感情移入しにくい暴力的な人物と感情移入しやすい非暴力的な人物

映画「ヘイトフル・エイト(原題:The Hateful Eight)」を観た。

この映画は2015年のアメリカ映画であり、監督はクエンティン・タランティーノある。映画の舞台は南北戦争(1861-1865)のすぐ後のアメリカ合衆国である。

この映画の登場人物のメインとなる人々は、この映画のタイトル通りに8人登場する。

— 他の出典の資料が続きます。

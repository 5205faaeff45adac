//! Assertion synthesizer: XCTest assertion snippets for a type's shape.
//!
//! Categories are checked independently and accumulate, so an optional
//! numeric type gets both the nil check and the numeric assertions.

use crate::suggestion::signals::{self, TypeVocabulary};

/// Synthesize assertions for `type_text` on `variable` with the default
/// vocabulary.
pub fn generate_assertions(type_text: &str, variable: &str) -> Vec<String> {
    generate_assertions_with(type_text, variable, &TypeVocabulary::default())
}

pub fn generate_assertions_with(
    type_text: &str,
    variable: &str,
    vocab: &TypeVocabulary,
) -> Vec<String> {
    let mut assertions = Vec::new();

    if signals::has_optional_marker(type_text) {
        assertions.push(format!("XCTAssertNotNil({variable})"));
    } else {
        // Non-optional types are structurally non-nil; leave a note instead
        // of forcing an assertion.
        assertions.push(format!("// {variable} is non-optional"));
    }

    if vocab.has_numeric_keyword(type_text) {
        assertions.push(format!("XCTAssertGreaterThan({variable}, 0)"));
        assertions.push(format!(
            "XCTAssertEqual({variable}, expectedValue, accuracy: 0.01)"
        ));
    }

    if vocab.has_boolean_keyword(type_text) {
        assertions.push(format!("XCTAssertTrue({variable})"));
        assertions.push(format!("XCTAssertFalse({variable})"));
    }

    if vocab.has_collection_marker(type_text) {
        assertions.push(format!("XCTAssertFalse({variable}.isEmpty)"));
        assertions.push(format!("XCTAssertEqual({variable}.count, expectedCount)"));
    }

    if vocab.has_text_keyword(type_text) {
        assertions.push(format!("XCTAssertEqual({variable}, \"expected\")"));
        assertions.push(format!("XCTAssertTrue({variable}.contains(\"expected\"))"));
    }

    assertions
}

#[cfg(test)]
mod tests {
    use super::*;

    #[test]
    fn test_int_yields_exactly_placeholder_and_numeric_assertions() {
        let assertions = generate_assertions("Int", "count");
        assert_eq!(
            assertions,
            vec![
                "// count is non-optional",
                "XCTAssertGreaterThan(count, 0)",
                "XCTAssertEqual(count, expectedValue, accuracy: 0.01)",
            ]
        );
    }

    #[test]
    fn test_optional_type_gets_nil_check() {
        let assertions = generate_assertions("String?", "name");
        assert_eq!(assertions[0], "XCTAssertNotNil(name)");
    }

    #[test]
    fn test_boolean_gets_both_branches() {
        let assertions = generate_assertions("Bool", "flag");
        assert!(assertions.contains(&"XCTAssertTrue(flag)".to_string()));
        assert!(assertions.contains(&"XCTAssertFalse(flag)".to_string()));
    }

    #[test]
    fn test_collection_assertions() {
        let assertions = generate_assertions("[Particle]", "particles");
        assert!(assertions.contains(&"XCTAssertFalse(particles.isEmpty)".to_string()));
        assert!(assertions.contains(&"XCTAssertEqual(particles.count, expectedCount)".to_string()));
    }

    #[test]
    fn test_categories_accumulate() {
        // Optional numeric collection: nil check, numeric and collection
        // assertions all appear.
        let assertions = generate_assertions("[Double]?", "sizes");
        assert_eq!(assertions[0], "XCTAssertNotNil(sizes)");
        assert!(assertions.iter().any(|a| a.contains("GreaterThan")));
        assert!(assertions.iter().any(|a| a.contains("isEmpty")));
    }

    #[test]
    fn test_string_assertions() {
        let assertions = generate_assertions("String", "label");
        assert!(assertions.contains(&"XCTAssertEqual(label, \"expected\")".to_string()));
        assert!(assertions.contains(&"XCTAssertTrue(label.contains(\"expected\"))".to_string()));
    }
}
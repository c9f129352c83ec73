//! Shop-wide shipping configuration.
//!
//! Loaded once per evaluation and never mutated. Every field has an
//! explicit default so a partially filled metaobject still produces a
//! usable configuration (fail-open: checkout must never be blocked).
//!
//! # Defaults
//! | Field | Default | Effect |
//! |-------|---------|--------|
//! | `shipping_cutoff` | 2400 | No cutoff: same-day despatch all day |
//! | `prescription_lead_time` | 0 | No extra lead time |
//! | `shipping_non_ship_days` | empty | Only weekends skipped |
//! | `shipping_non_despatch` | empty | Only weekends skipped |

use std::collections::BTreeSet;

use chrono::{NaiveDate, NaiveTime, Timelike};
use serde::{Deserialize, Serialize};
use tracing::{debug, warn};

use super::{to_camel_case, MetaobjectField};
use crate::error::{parse_date, DespatchError, DespatchResult};

/// Cutoff value meaning "never past cutoff".
pub const NO_CUTOFF: u16 = 2400;

/// Longest accepted prescription lead time, in days.
pub const MAX_PRESCRIPTION_LEAD_TIME: u32 = 365;

/// Shipping configuration.
#[derive(Debug, Clone, PartialEq, Eq, Serialize, Deserialize)]
#[serde(rename_all = "camelCase", default)]
pub struct ShippingConfig {
    /// Same-day despatch cutoff as HHMM (e.g. 1400 = 14:00 London time).
    pub shipping_cutoff: u16,
    /// Extra calendar days before a prescription order can despatch.
    pub prescription_lead_time: u32,
    /// Days the carrier does not move parcels.
    pub shipping_non_ship_days: BTreeSet<NaiveDate>,
    /// Days the warehouse does not despatch.
    pub shipping_non_despatch: BTreeSet<NaiveDate>,
}

impl Default for ShippingConfig {
    fn default() -> Self {
        Self {
            shipping_cutoff: NO_CUTOFF,
            prescription_lead_time: 0,
            shipping_non_ship_days: BTreeSet::new(),
            shipping_non_despatch: BTreeSet::new(),
        }
    }
}

impl ShippingConfig {
    /// Sets the HHMM cutoff.
    pub fn with_cutoff(mut self, hhmm: u16) -> Self {
        self.shipping_cutoff = hhmm;
        self
    }

    /// Sets the prescription lead time in days.
    pub fn with_prescription_lead_time(mut self, days: u32) -> Self {
        self.prescription_lead_time = days;
        self
    }

    /// Adds a non-ship day.
    pub fn with_non_ship_day(mut self, date: NaiveDate) -> Self {
        self.shipping_non_ship_days.insert(date);
        self
    }

    /// Adds a non-despatch day.
    pub fn with_non_despatch_day(mut self, date: NaiveDate) -> Self {
        self.shipping_non_despatch.insert(date);
        self
    }

    /// Whether `time` (London wall clock) is at or past the cutoff.
    pub fn is_past_cutoff(&self, time: NaiveTime) -> bool {
        let hhmm = time.hour() * 100 + time.minute();
        hhmm >= u32::from(self.shipping_cutoff)
    }

    /// Builds a configuration from metaobject fields.
    ///
    /// Keys may be snake_case or camelCase. Unknown keys are ignored.
    /// Empty values keep the default. Malformed values are errors.
    pub fn from_fields(fields: &[MetaobjectField]) -> DespatchResult<Self> {
        let mut config = Self::default();

        for field in fields {
            let key = to_camel_case(&field.key);
            let value = field.value.trim();
            if value.is_empty() {
                warn!(key = %field.key, "empty shipping config field, using default");
                continue;
            }

            match key.as_str() {
                "shippingCutoff" => config.shipping_cutoff = parse_cutoff(&field.key, value)?,
                "prescriptionLeadTime" => {
                    config.prescription_lead_time = parse_lead_time(&field.key, value)?;
                }
                "shippingNonShipDays" => {
                    config.shipping_non_ship_days = parse_date_list(&field.key, value)?;
                }
                "shippingNonDespatch" => {
                    config.shipping_non_despatch = parse_date_list(&field.key, value)?;
                }
                _ => debug!(key = %field.key, "ignoring unknown shipping config field"),
            }
        }

        Ok(config)
    }
}

/// Parses `1400` or `14:00`.
fn parse_cutoff(key: &str, value: &str) -> DespatchResult<u16> {
    value
        .replace(':', "")
        .parse()
        .map_err(|e| DespatchError::invalid_field(key, value, e))
}

/// Parses a lead time of at most [`MAX_PRESCRIPTION_LEAD_TIME`] days.
fn parse_lead_time(key: &str, value: &str) -> DespatchResult<u32> {
    let days: u32 = value
        .parse()
        .map_err(|e| DespatchError::invalid_field(key, value, e))?;
    if days > MAX_PRESCRIPTION_LEAD_TIME {
        return Err(DespatchError::invalid_field(
            key,
            value,
            format!("exceeds {MAX_PRESCRIPTION_LEAD_TIME} days"),
        ));
    }
    Ok(days)
}

/// Parses a date list: a JSON array (`list.date` fields) or comma-separated.
pub(crate) fn parse_date_list(key: &str, value: &str) -> DespatchResult<BTreeSet<NaiveDate>> {
    let raw: Vec<String> = if value.starts_with('[') {
        serde_json::from_str(value).map_err(|e| DespatchError::invalid_field(key, value, e))?
    } else {
        value.split(',').map(str::to_string).collect()
    };

    raw.iter()
        .map(|s| s.trim())
        .filter(|s| !s.is_empty())
        .map(parse_date)
        .collect()
}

そしてこの8人は北軍、南軍、ギャングのグループのどれかに属するのである。

この内、北軍に属するマーキス・ウォーレンという黒人男性はエイブラハム・リンカーンの手紙を持っている。しかしこの手紙が本物かどうかは明らかでない(多分偽物である)。

アメリカ南北戦争というのは、アメリカが文字通りに北軍と南軍に分かれて戦った戦争である。北軍と南軍の対立軸とは何か?それは奴隷制と、貿易である。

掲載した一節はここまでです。